(Work to be completed): Exact copies of all the records below should be returned.

=== Section Start ===

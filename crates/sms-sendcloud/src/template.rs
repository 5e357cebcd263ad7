//! Mapping from (template name, language tag) to SendCloud templates.
//!
//! All template id references are checked once, when the resolver is built.
//! Resolution at request time is a pair of map lookups and only fails for an
//! unknown template name.

use std::borrow::Borrow;
use std::collections::HashMap;
use std::fmt;

use serde::{Deserialize, Serialize};
use sms_core::{ConfigurationError, SmsError};

/// Opaque SendCloud identifier of a message template.
#[derive(Debug, Clone, PartialEq, Eq, Hash, Serialize, Deserialize)]
#[serde(transparent)]
pub struct TemplateId(pub String);

impl Borrow<str> for TemplateId {
    fn borrow(&self) -> &str {
        &self.0
    }
}

impl fmt::Display for TemplateId {
    fn fmt(&self, f: &mut fmt::Formatter<'_>) -> fmt::Result {
        f.write_str(&self.0)
    }
}

/// SendCloud `msgType` of a template, e.g. "0" (SMS), "2" (international SMS).
#[derive(Debug, Clone, PartialEq, Eq, Hash, Serialize, Deserialize)]
#[serde(transparent)]
pub struct TemplateMessageType(pub String);

impl TemplateMessageType {
    pub fn as_str(&self) -> &str {
        &self.0
    }
}

/// A template as declared in configuration.
#[derive(Debug, Clone, Deserialize, Serialize)]
pub struct TemplateConfig {
    pub template_id: String,
    pub template_msg_type: String,
}

/// Per-language override inside an assignment.
#[derive(Debug, Clone, Deserialize, Serialize)]
pub struct ByLanguageConfig {
    pub authgear_language: String,
    pub template_id: String,
}

/// Binds one template name to a default template and per-language overrides.
#[derive(Debug, Clone, Deserialize, Serialize)]
pub struct TemplateAssignmentConfig {
    pub authgear_template_name: String,
    pub default_template_id: String,
    #[serde(default)]
    pub by_languages: Vec<ByLanguageConfig>,
}

/// A resolved template reference.
#[derive(Debug, Clone, PartialEq, Eq)]
pub struct SendCloudTemplate {
    pub template_id: TemplateId,
    pub template_msg_type: TemplateMessageType,
}

impl From<&TemplateConfig> for SendCloudTemplate {
    fn from(template: &TemplateConfig) -> Self {
        Self {
            template_id: TemplateId(template.template_id.clone()),
            template_msg_type: TemplateMessageType(template.template_msg_type.clone()),
        }
    }
}

#[derive(Debug, Clone)]
pub struct SendCloudTemplateAssignment {
    pub authgear_template_name: String,
    pub default_template: SendCloudTemplate,
    pub by_language: HashMap<String, SendCloudTemplate>,
}

impl SendCloudTemplateAssignment {
    fn new(
        assignment: &TemplateAssignmentConfig,
        templates: &HashMap<TemplateId, SendCloudTemplate>,
    ) -> Result<Self, ConfigurationError> {
        let lookup = |id: &str| {
            templates
                .get(id)
                .cloned()
                .ok_or_else(|| ConfigurationError::TemplateNotFound {
                    template_id: id.to_string(),
                })
        };

        let mut by_language = HashMap::with_capacity(assignment.by_languages.len());
        for entry in &assignment.by_languages {
            by_language.insert(entry.authgear_language.clone(), lookup(&entry.template_id)?);
        }

        Ok(Self {
            authgear_template_name: assignment.authgear_template_name.clone(),
            default_template: lookup(&assignment.default_template_id)?,
            by_language,
        })
    }

    /// Exact-match override for `language_tag`, or the default template.
    pub fn template_for(&self, language_tag: &str) -> &SendCloudTemplate {
        self.by_language
            .get(language_tag)
            .unwrap_or(&self.default_template)
    }
}

#[derive(Debug, Clone)]
pub struct SendCloudTemplateResolver {
    templates: HashMap<TemplateId, SendCloudTemplate>,
    assignments: HashMap<String, SendCloudTemplateAssignment>,
}

impl SendCloudTemplateResolver {
    /// Build the resolver, failing if any assignment references a template id
    /// missing from `templates`, or if an id or template name is declared twice.
    pub fn new(
        templates: &[TemplateConfig],
        assignments: &[TemplateAssignmentConfig],
    ) -> Result<Self, ConfigurationError> {
        let mut template_map = HashMap::with_capacity(templates.len());
        for template in templates {
            let template = SendCloudTemplate::from(template);
            if template_map.contains_key(&template.template_id) {
                return Err(ConfigurationError::Invalid(format!(
                    "template id {} is declared more than once",
                    template.template_id
                )));
            }
            template_map.insert(template.template_id.clone(), template);
        }

        let mut assignment_map = HashMap::with_capacity(assignments.len());
        for assignment in assignments {
            let assignment = SendCloudTemplateAssignment::new(assignment, &template_map)?;
            if assignment_map.contains_key(&assignment.authgear_template_name) {
                return Err(ConfigurationError::Invalid(format!(
                    "template name {} is assigned more than once",
                    assignment.authgear_template_name
                )));
            }
            assignment_map.insert(assignment.authgear_template_name.clone(), assignment);
        }

        Ok(Self {
            templates: template_map,
            assignments: assignment_map,
        })
    }

    pub fn resolve(
        &self,
        template_name: &str,
        language_tag: &str,
    ) -> Result<&SendCloudTemplate, SmsError> {
        let assignment = self
            .assignments
            .get(template_name)
            .ok_or_else(|| SmsError::UnknownTemplate(template_name.to_string()))?;
        Ok(assignment.template_for(language_tag))
    }

    pub fn template(&self, id: &str) -> Option<&SendCloudTemplate> {
        self.templates.get(id)
    }

    pub fn template_names(&self) -> impl Iterator<Item = &str> {
        self.assignments.keys().map(String::as_str)
    }
}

=== Section End ===

(Answer box):
filename crates/sms-sendcloud/src/template.rs
repository 5e357cebcd263ad7
//! Mapping from (template name, language tag) to SendCloud templates.
//!
//! All template id references are checked once, when the resolver is built.
//! Resolution at request time is a pair of map lookups and only fails for an
//! unknown template name.

use std::borrow::Borrow;
use std::collections::HashMap;
use std::fmt;

use serde::{Deserialize, Serialize};
use sms_core::{ConfigurationError, SmsError};

/// Opaque SendCloud identifier of a message template.
#[derive(Debug, Clone, PartialEq, Eq, Hash, Serialize, Deserialize)]
#[serde(transparent)]
pub struct TemplateId(pub String);

impl Borrow<str> for TemplateId {
    fn borrow(&self) -> &str {
        &self.0
    }
}

impl fmt::Display for TemplateId {
    fn fmt(&self, f: &mut fmt::Formatter<'_>) -> fmt::Result {
        f.write_str(&self.0)
    }
}

/// SendCloud `msgType` of a template, e.g. "0" (SMS), "2" (international SMS).
#[derive(Debug, Clone, PartialEq, Eq, Hash, Serialize, Deserialize)]
#[serde(transparent)]
pub struct TemplateMessageType(pub String);

impl TemplateMessageType {
    pub fn as_str(&self) -> &str {
        &self.0
    }
}

/// A template as declared in configuration.
#[derive(Debug, Clone, Deserialize, Serialize)]
pub struct TemplateConfig {
    pub template_id: String,
    pub template_msg_type: String,
}

/// Per-language override inside an assignment.
#[derive(Debug, Clone, Deserialize, Serialize)]
pub struct ByLanguageConfig {
    pub authgear_language: String,
    pub template_id: String,
}

/// Binds one template name to a default template and per-language overrides.
#[derive(Debug, Clone, Deserialize, Serialize)]
pub struct TemplateAssignmentConfig {
    pub authgear_template_name: String,
    pub default_template_id: String,
    #[serde(default)]
    pub by_languages: Vec<ByLanguageConfig>,
}

/// A resolved template reference.
#[derive(Debug, Clone, PartialEq, Eq)]
pub struct SendCloudTemplate {
    pub template_id: TemplateId,
    pub template_msg_type: TemplateMessageType,
}

impl From<&TemplateConfig> for SendCloudTemplate {
    fn from(template: &TemplateConfig) -> Self {
        Self {
            template_id: TemplateId(template.template_id.clone()),
            template_msg_type: TemplateMessageType(template.template_msg_type.clone()),
        }
    }
}

#[derive(Debug, Clone)]
pub struct SendCloudTemplateAssignment {
    pub authgear_template_name: String,
    pub default_template: SendCloudTemplate,
    pub by_language: HashMap<String, SendCloudTemplate>,
}

impl SendCloudTemplateAssignment {
    fn new(
        assignment: &TemplateAssignmentConfig,
        templates: &HashMap<TemplateId, SendCloudTemplate>,
    ) -> Result<Self, ConfigurationError> {
        let lookup = |id: &str| {
            templates
                .get(id)
                .cloned()
                .ok_or_else(|| ConfigurationError::TemplateNotFound {
                    template_id: id.to_string(),
                })
        };

        let mut by_language = HashMap::with_capacity(assignment.by_languages.len());
        for entry in &assignment.by_languages {
            by_language.insert(entry.authgear_language.clone(), lookup(&entry.template_id)?);
        }

        Ok(Self {
            authgear_template_name: assignment.authgear_template_name.clone(),
            default_template: lookup(&assignment.default_template_id)?,
            by_language,
        })
    }

    /// Exact-match override for `language_tag`, or the default template.
    pub fn template_for(&self, language_tag: &str) -> &SendCloudTemplate {
        self.by_language
            .get(language_tag)
            .unwrap_or(&self.default_template)
    }
}

#[derive(Debug, Clone)]
pub struct SendCloudTemplateResolver {
    templates: HashMap<TemplateId, SendCloudTemplate>,
    assignments: HashMap<String, SendCloudTemplateAssignment>,
}

impl SendCloudTemplateResolver {
    /// Build the resolver, failing if any assignment references a template id
    /// missing from `templates`, or if an id or template name is declared twice.
    pub fn new(
        templates: &[TemplateConfig],
        assignments: &[TemplateAssignmentConfig],
    ) -> Result<Self, ConfigurationError> {
        let mut template_map = HashMap::with_capacity(templates.len());
        for template in templates {
            let template = SendCloudTemplate::from(template);
            if template_map.contains_key(&template.template_id) {
                return Err(ConfigurationError::Invalid(format!(
                    "template id {} is declared more than once",
                    template.template_id
                )));
            }
            template_map.insert(template.template_id.clone(), template);
        }

        let mut assignment_map = HashMap::with_capacity(assignments.len());
        for assignment in assignments {
            let assignment = SendCloudTemplateAssignment::new(assignment, &template_map)?;
            if assignment_map.contains_key(&assignment.authgear_template_name) {
                return Err(ConfigurationError::Invalid(format!(
                    "template name {} is assigned more than once",
                    assignment.authgear_template_name
                )));
            }
            assignment_map.insert(assignment.authgear_template_name.clone(), assignment);
        }

        Ok(Self {
            templates: template_map,
            assignments: assignment_map,
        })
    }

    pub fn resolve(
        &self,
        template_name: &str,
        language_tag: &str,
    ) -> Result<&SendCloudTemplate, SmsError> {
        let assignment = self
            .assignments
            .get(template_name)
            .ok_or_else(|| SmsError::UnknownTemplate(template_name.to_string()))?;
        Ok(assignment.template_for(language_tag))
    }

    pub fn template(&self, id: &str) -> Option<&SendCloudTemplate> {
        self.templates.get(id)
    }

    pub fn template_names(&self) -> impl Iterator<Item = &str> {
        self.assignments.keys().map(String::as_str)
    }
}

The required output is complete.